Translation:Sarah combs her hair for an hour.
Just to clarify --
"Sarah se peigne pendant une heure" = Sarah combs her hair for an hour (a habitual action, not something happening right now)
"Sarah se peigne depuis une heure" = Sarah has been combing her hair for an hour (happening right now)
Is that right? It's interesting that in English we distinguish these two ideas by changing the verb but use the same time word ("for"), whereas in French the same verb form is used but the time word changes.
I am French and I wouldn't say Je me peigne les cheveux. I would just say je me peigne or even commoner je me coiffe. But I wouldn't say je me brosse : here it is necessary to add les cheveux. So we say je me brosse les cheveux. I think it is because you can brush many things that belong to you: your shoes - your clothes.. but coiffer or peigner can only match with your hair. So for me it is redundant to say je me peigne les cheveux. Besides I am a woman and my hair is short so I never brush my hair : je ne me brosse jamais les cheveux.. je me coiffe or je me peigne. If my hair would be long I could use a brush and say je me brosse les cheveux. I think this has nothing to do with female or male but with the length of your hair and obviously the object you use to do you hair like in English . If you use a brush :une brosse then tu te brosses les cheveux..if you use a comb : un peigne then tu te peignes. The verb coiffer is more general it can be with a comb or a brush. I hope it is clearer for you now.

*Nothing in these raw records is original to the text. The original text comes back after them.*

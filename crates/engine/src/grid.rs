use serde::{Deserialize, Serialize};

use crate::error::{GridError, Result};

/// Dense row-major 2-D store.
///
/// Used as `Grid<Cell>` for projected values and `Grid<Lock>` for the
/// editability mask, so both share one shape.
#[derive(Debug, Clone, PartialEq, Serialize, Deserialize)]
pub struct Grid<T> {
    rows: usize,
    cols: usize,
    cells: Vec<T>,
}

impl<T: Clone> Grid<T> {
    /// A `rows x cols` grid with every cell set to `value`.
    pub fn filled(rows: usize, cols: usize, value: T) -> Self {
        Self {
            rows,
            cols,
            cells: vec![value; rows * cols],
        }
    }
}

impl<T: Clone + Default> Grid<T> {
    pub fn new(rows: usize, cols: usize) -> Self {
        Self::filled(rows, cols, T::default())
    }
}

impl<T> Grid<T> {
    /// Build from row vectors. Every row must have the same length.
    pub fn from_rows(rows: Vec<Vec<T>>) -> Result<Self> {
        let cols = rows.first().map_or(0, Vec::len);
        let height = rows.len();
        let mut cells = Vec::with_capacity(height * cols);
        for row in rows {
            if row.len() != cols {
                return Err(GridError::DimensionMismatch {
                    what: "row length",
                    expected: cols,
                    found: row.len(),
                });
            }
            cells.extend(row);
        }
        Ok(Self { rows: height, cols, cells })
    }

    #[inline]
    pub fn rows(&self) -> usize {
        self.rows
    }

    #[inline]
    pub fn cols(&self) -> usize {
        self.cols
    }

    pub fn get(&self, row: usize, col: usize) -> Option<&T> {
        if row < self.rows && col < self.cols {
            self.cells.get(row * self.cols + col)
        } else {
            None
        }
    }

    pub fn get_mut(&mut self, row: usize, col: usize) -> Option<&mut T> {
        if row < self.rows && col < self.cols {
            self.cells.get_mut(row * self.cols + col)
        } else {
            None
        }
    }

    pub fn set(&mut self, row: usize, col: usize, value: T) -> Result<()> {
        if row >= self.rows {
            return Err(GridError::OutOfRange { what: "row", index: row, bound: self.rows });
        }
        if col >= self.cols {
            return Err(GridError::OutOfRange { what: "column", index: col, bound: self.cols });
        }
        self.cells[row * self.cols + col] = value;
        Ok(())
    }

    pub fn row(&self, row: usize) -> Option<&[T]> {
        if row < self.rows {
            Some(&self.cells[row * self.cols..(row + 1) * self.cols])
        } else {
            None
        }
    }

    pub fn iter_rows(&self) -> impl Iterator<Item = &[T]> {
        // chunks(0) panics; a zero-width grid has no cells anyway
        self.cells.chunks(self.cols.max(1))
    }

    pub fn map<U, F: FnMut(&T) -> U>(&self, f: F) -> Grid<U> {
        Grid {
            rows: self.rows,
            cols: self.cols,
            cells: self.cells.iter().map(f).collect(),
        }
    }
}
// JSON export

use std::io::Write;

use potgrid_engine::{Cell, Grid};

use crate::error::IoError;

/// Export a grid as a JSON array of arrays of display strings.
pub fn export<W: Write>(grid: &Grid<Cell>, writer: W) -> Result<(), IoError> {
    let rows: Vec<Vec<String>> = grid
        .iter_rows()
        .map(|row| row.iter().map(Cell::display).collect())
        .collect();

    serde_json::to_writer_pretty(writer, &rows)?;
    Ok(())
}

When to use les and when to use ses, that's the question! In a previous question it was "Il aime ses cheveux" and it was argued that it couldn't be "les" because that would mean he liked hair in general. Perhaps Sarah is a hairdresser and likes to comb anyone's hair? Or could it also be Sarah se peign ses cheveux? However it appears from other comments that "cheveux" is not necessary after se peigne! However she could be combing the dog or a horse - life is so complicated :-D
A possessive adjective is not needed or allowed for body parts when combined with a reflexive verb. The reflexive pronoun has already established ownership.
And you cannot "se peigner" a dog or a horse unless you are a dog or a horse. You can only "peigner" a dog or a horse.
Likewise, you cannot "se peigner" someone else's hair, you "peigner" their hair.